The direct connection between job growth and Medicaid expansion and therefore a lower uninsured rate may be hard to identify, but it’s reasonable to assume that it has much to do with the economic benefits of a healthy workforce.
Other studies document how refusing Medicaid expansion has been not even penny-wise and just plain foolish. As the Commonwealth Fund observed in 2020, states pay between 25% and 50% of the cost of traditional Medicaid enrollees with the federal government picking up the rest, but only 10% of the cost of expansion members.
Because states have numerous options to offset expansion costs without harming beneficiaries, the net cost of expansion is negative — in other words, some states spend less on Medicaid even while covering hundreds of thousands more residents than they did before the ACA. From fiscal 2015 through 2019, the Commonwealth Fund reckoned, overall Medicaid spending increased by about 23%, but state spending didn’t budge at all.
One important point to remember about the ACA is that its critics have never made a coherent case against it.
The law can be faulted for not going far enough to relieve Americans of the burdens of our fragmented health care system, and as we’ve mentioned its subsidy structure can be improved through reform.
But it’s indisputable that the ACA brought health coverage to 20 million Americans who didn’t have it before; for most of them the available plans were indeed affordable, and in many cases free. The financial condition of hospitals that serve low-income communities was improved immeasurably.
None of the other nitpicks cited by critics, typically Republicans, hold water. They said the law would prevent consumers from choosing their own doctors or hospitals; in reality, those choices had been constrained by health insurance companies or employers for years and for almost all consumers, in a never-ending quest to control costs by fashioning narrow networks.
They said that the ACA would hasten the march toward single-payer health care. Two points about that. First, since single-payer is the most efficient and effective way to fund health care, what would be wrong with that? Second: If only. There are no indications that the prospects of single-payer health care have been affected at all by the advent of the ACA.
The most significant shortcomings of the ACA have been the product of Republican sabotage, which hit a peak during the Trump administration. Trump blocked cost sharing reduction payments to insurers, for example.
These payments were reimbursements for reductions to deductibles and co-pays the insurers were required to provide to low-income consumers by law; the blockage drove several community health care systems out of business.
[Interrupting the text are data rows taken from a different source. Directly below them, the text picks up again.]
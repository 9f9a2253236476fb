//! Endpoint selected for a service.
//!
//! An [`Endpoint`] is the public/private base URL pair a catalog advertises for
//! one service in one region. A service picks exactly one endpoint when it is
//! constructed and derives every request URL from it.

use url::Url;

use crate::catalog::CatalogEndpoint;
use crate::error::{Error, Result};
use crate::types::UrlType;

/// Public/private base URL pair for a service in a region.
///
/// URLs are kept as advertised and parsed when a base URL is requested, so a
/// malformed URL of one type does not affect the other.
#[derive(Debug, Clone, PartialEq, Eq)]
pub struct Endpoint {
    region: Option<String>,
    public_url: Option<String>,
    private_url: Option<String>,
}

impl Endpoint {
    /// Create an endpoint from already parsed URLs.
    #[must_use]
    pub fn new(region: Option<String>, public_url: Option<Url>, private_url: Option<Url>) -> Self {
        Self {
            region,
            public_url: public_url.map(String::from),
            private_url: private_url.map(String::from),
        }
    }

    /// Build an endpoint from a catalog record.
    #[must_use]
    pub fn from_catalog(record: &CatalogEndpoint) -> Self {
        Self {
            region: record.region.clone(),
            public_url: record.public_url.clone(),
            private_url: record.private_url.clone(),
        }
    }

    /// Region the endpoint serves, `None` for global endpoints.
    #[must_use]
    pub fn region(&self) -> Option<&str> {
        self.region.as_deref()
    }

    /// Public base URL as advertised.
    #[must_use]
    pub fn public_url(&self) -> Option<&str> {
        self.public_url.as_deref()
    }

    /// Private (service network) base URL as advertised.
    #[must_use]
    pub fn private_url(&self) -> Option<&str> {
        self.private_url.as_deref()
    }

    /// Base URL for the given URL type.
    ///
    /// # Errors
    ///
    /// Returns [`Error::BaseUrlNotFound`] if the endpoint does not advertise a URL
    /// of that type, or [`Error::InvalidUrl`] if the advertised URL cannot be
    /// parsed.
    pub fn base_url(&self, url_type: UrlType) -> Result<Url> {
        let raw = match url_type {
            UrlType::Public => self.public_url.as_deref(),
            UrlType::Private => self.private_url.as_deref(),
        }
        .ok_or(Error::BaseUrlNotFound { url_type })?;

        Url::parse(raw).map_err(|e| Error::InvalidUrl(format!("{raw}: {e}")))
    }
}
As legal experts predicted, federal courts eventually ruled that the government was obligated to make the payments, even if for some insurers the money came too late.
Another blow to the economics of the ACA — a “risk corridor” system that relieved insurers of the burden of covering particularly risky communities — was destroyed by legislation pushed by Sen. Marco Rubio, R-Fla., who has been inordinately proud of having harmed his own constituents with this stunt.
Alarmingly, Republicans have said that they will revive their efforts to “repeal and replace” the ACA if they regain full control of the federal government. It should not be forgotten that in all the years that they voted to repeal the ACA, they never once put up a workable proposal to replace it — threatening to leave Americans exposed to higher costs and insurance denials for preexisting medical conditions.
As we’ve reported, expiration of the ACA subsidy increases would sharply raise coverage costs for households in the individual insurance market. The pandemic-era changes increased premium subsidies across the board and eliminated the “subsidy cliff” that cut off premium assistance entirely for those whose household income exceeded 400% of the federal poverty limit ($111,000 for a family of four this year).